BEGIN EXTRACTED INFORMATION

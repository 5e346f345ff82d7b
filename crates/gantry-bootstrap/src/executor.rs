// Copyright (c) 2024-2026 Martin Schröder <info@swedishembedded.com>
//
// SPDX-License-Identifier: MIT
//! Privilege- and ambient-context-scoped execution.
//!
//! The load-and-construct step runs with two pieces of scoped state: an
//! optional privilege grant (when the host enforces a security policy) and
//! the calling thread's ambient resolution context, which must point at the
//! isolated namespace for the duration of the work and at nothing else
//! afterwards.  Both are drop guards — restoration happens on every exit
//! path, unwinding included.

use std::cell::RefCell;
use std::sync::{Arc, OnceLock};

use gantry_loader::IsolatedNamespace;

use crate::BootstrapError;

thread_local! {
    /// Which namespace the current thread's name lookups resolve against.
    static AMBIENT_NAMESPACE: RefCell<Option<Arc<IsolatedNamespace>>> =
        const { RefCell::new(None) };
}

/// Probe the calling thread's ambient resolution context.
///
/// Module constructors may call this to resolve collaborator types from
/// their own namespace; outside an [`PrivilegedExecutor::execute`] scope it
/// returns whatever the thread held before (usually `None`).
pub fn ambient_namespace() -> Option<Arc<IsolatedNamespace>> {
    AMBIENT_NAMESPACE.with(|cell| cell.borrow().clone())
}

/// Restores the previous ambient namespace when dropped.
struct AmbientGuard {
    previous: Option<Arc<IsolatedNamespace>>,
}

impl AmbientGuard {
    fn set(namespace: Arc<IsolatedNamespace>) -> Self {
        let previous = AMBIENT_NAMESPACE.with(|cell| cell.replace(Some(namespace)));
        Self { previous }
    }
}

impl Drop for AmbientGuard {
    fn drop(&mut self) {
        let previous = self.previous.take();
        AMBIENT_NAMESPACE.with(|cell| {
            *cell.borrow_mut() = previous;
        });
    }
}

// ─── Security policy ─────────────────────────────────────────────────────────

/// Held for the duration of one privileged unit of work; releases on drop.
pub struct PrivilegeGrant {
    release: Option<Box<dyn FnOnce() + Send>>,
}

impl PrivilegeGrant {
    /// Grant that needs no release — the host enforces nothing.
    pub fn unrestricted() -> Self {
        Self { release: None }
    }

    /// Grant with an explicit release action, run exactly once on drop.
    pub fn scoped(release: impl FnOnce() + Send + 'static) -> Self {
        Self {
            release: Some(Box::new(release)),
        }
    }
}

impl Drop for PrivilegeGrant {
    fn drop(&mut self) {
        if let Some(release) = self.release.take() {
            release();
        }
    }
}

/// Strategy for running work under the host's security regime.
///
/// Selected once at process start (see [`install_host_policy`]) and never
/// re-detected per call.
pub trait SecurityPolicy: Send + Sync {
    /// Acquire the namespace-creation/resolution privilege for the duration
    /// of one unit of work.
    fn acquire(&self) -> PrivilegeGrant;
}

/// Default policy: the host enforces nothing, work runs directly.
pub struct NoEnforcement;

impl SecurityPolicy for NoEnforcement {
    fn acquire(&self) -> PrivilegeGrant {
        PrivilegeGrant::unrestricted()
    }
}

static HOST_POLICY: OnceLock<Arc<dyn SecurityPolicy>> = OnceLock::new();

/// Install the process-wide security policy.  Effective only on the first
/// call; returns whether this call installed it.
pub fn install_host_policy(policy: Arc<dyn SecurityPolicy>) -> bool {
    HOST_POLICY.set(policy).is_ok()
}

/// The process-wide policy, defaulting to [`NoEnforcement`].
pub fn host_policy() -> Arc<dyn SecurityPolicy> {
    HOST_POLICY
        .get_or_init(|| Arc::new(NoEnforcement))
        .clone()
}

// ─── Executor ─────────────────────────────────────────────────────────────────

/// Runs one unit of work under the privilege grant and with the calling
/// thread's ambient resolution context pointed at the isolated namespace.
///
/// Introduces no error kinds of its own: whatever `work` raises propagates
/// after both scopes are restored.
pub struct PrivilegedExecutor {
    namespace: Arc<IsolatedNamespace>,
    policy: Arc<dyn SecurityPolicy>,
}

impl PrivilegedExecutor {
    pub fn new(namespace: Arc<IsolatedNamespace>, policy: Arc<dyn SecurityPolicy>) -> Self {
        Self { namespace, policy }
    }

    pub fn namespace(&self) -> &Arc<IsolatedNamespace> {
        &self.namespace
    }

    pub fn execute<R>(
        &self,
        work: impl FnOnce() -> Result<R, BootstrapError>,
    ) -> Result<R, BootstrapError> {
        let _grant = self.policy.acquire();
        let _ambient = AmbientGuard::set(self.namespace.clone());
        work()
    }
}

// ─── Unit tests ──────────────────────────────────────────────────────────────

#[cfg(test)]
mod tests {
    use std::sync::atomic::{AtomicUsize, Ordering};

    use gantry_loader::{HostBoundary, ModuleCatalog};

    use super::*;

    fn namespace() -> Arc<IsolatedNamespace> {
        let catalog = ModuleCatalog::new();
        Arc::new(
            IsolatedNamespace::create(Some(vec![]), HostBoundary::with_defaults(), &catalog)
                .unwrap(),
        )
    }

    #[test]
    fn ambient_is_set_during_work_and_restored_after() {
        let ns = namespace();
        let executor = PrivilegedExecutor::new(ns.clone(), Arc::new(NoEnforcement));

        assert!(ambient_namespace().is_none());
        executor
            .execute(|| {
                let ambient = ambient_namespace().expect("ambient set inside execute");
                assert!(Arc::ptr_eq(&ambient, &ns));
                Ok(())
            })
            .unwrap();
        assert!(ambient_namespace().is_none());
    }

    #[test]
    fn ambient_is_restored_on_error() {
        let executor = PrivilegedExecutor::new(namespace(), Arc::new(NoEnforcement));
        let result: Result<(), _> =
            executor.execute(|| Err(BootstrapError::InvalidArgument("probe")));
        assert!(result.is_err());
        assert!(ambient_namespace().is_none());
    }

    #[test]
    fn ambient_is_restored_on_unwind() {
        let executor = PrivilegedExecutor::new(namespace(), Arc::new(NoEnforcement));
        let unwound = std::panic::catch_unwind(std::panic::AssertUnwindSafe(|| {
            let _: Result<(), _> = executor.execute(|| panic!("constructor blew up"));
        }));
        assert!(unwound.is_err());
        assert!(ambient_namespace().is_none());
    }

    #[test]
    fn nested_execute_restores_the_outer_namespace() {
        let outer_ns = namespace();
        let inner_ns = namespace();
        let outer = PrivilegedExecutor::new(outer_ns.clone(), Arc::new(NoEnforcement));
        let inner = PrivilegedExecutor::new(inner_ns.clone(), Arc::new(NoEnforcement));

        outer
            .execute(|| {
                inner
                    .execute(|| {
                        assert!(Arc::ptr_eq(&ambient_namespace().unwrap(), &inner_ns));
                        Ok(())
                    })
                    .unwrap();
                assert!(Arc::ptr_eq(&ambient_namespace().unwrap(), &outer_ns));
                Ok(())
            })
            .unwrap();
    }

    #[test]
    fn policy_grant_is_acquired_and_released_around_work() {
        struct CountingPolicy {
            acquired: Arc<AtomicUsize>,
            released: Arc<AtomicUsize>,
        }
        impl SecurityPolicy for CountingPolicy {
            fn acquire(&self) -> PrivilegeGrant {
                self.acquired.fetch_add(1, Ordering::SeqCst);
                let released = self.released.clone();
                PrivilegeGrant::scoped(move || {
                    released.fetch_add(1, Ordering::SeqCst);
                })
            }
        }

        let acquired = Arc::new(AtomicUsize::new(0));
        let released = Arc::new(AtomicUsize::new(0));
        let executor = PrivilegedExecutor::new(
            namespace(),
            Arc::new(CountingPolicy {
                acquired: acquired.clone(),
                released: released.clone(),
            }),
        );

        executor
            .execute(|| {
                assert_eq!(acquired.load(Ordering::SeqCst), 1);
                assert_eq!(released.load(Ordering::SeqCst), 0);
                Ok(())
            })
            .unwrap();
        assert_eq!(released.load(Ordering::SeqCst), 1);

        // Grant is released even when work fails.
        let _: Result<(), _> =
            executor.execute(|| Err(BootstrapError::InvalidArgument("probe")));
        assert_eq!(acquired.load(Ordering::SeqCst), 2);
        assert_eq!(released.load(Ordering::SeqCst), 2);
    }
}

END EXTRACTED INFORMATION
BEGIN EXTRACTED INFORMATION

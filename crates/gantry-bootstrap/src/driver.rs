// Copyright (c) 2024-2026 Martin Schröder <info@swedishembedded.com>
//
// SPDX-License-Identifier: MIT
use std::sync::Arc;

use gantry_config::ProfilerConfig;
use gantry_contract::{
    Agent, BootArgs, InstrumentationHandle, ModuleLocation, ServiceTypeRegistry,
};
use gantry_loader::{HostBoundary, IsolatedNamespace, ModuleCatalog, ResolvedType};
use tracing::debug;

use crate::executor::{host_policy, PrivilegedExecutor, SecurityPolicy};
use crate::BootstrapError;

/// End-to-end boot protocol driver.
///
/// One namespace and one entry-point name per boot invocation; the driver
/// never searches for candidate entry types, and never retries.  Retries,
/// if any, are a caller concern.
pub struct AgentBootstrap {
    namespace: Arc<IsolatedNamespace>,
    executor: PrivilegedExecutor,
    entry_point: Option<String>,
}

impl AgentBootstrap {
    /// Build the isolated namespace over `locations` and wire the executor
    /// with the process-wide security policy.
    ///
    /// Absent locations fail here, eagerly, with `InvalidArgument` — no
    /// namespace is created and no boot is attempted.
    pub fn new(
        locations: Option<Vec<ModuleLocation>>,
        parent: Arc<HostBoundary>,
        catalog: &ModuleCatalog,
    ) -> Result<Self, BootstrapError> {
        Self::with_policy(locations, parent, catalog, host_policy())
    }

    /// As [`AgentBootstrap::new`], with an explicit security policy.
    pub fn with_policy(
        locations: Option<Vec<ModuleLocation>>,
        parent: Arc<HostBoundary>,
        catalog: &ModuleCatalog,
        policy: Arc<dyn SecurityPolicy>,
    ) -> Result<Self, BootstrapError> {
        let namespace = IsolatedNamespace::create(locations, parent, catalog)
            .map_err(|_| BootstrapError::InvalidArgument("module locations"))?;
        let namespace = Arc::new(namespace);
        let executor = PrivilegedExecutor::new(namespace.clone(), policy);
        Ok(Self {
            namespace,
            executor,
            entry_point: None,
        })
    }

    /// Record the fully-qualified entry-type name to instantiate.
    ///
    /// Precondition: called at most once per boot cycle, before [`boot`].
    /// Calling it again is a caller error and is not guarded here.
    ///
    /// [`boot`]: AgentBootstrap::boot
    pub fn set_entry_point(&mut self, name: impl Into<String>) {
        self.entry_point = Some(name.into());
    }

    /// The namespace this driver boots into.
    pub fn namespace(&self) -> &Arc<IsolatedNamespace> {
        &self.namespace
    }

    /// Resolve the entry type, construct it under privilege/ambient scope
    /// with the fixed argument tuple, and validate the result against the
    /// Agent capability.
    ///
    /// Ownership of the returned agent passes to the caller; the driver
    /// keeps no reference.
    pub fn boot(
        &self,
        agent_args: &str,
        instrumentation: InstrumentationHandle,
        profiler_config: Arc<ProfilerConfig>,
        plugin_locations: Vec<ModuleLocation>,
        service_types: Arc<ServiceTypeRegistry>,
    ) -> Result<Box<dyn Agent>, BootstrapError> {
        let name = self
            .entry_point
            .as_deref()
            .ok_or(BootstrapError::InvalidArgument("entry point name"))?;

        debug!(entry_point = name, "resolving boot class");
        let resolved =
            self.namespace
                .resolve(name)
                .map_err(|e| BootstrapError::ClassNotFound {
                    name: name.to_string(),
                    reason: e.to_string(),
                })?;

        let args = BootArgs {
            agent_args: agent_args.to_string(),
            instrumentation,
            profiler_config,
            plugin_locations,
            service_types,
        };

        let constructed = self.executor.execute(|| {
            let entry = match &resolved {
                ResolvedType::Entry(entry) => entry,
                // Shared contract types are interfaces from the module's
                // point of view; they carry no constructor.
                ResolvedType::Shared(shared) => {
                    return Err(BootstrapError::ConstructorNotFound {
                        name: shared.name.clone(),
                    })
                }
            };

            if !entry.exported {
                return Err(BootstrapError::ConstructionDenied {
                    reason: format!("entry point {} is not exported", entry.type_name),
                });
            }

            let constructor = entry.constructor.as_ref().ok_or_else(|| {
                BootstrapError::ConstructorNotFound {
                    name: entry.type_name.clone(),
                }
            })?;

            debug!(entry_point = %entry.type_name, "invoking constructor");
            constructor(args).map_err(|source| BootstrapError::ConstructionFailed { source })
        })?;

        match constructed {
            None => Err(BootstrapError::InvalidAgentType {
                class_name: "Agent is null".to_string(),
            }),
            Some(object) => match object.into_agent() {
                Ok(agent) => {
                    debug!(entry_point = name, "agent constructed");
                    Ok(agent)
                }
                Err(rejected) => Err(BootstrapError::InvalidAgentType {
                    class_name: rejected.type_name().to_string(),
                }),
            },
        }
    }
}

END EXTRACTED INFORMATION
BEGIN EXTRACTED INFORMATION

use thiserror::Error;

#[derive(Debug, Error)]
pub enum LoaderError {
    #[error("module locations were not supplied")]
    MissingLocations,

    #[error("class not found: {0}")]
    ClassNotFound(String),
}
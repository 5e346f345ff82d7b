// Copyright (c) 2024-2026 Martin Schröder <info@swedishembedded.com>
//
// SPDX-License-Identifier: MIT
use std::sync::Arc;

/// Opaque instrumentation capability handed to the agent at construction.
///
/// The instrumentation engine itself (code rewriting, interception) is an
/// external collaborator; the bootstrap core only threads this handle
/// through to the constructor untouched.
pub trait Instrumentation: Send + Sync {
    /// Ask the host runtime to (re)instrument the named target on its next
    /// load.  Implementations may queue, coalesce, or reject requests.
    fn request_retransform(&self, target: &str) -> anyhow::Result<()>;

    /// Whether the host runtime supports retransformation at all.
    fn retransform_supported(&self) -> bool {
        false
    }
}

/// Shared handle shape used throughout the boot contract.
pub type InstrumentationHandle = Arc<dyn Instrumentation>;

END EXTRACTED INFORMATION

Only the lines holding the string "InstrumentationHandle" are needed; copy each of them from the material above.

    Agent, BootArgs, InstrumentationHandle, ModuleLocation, ServiceTypeRegistry,
        instrumentation: InstrumentationHandle,
pub type InstrumentationHandle = Arc<dyn Instrumentation>;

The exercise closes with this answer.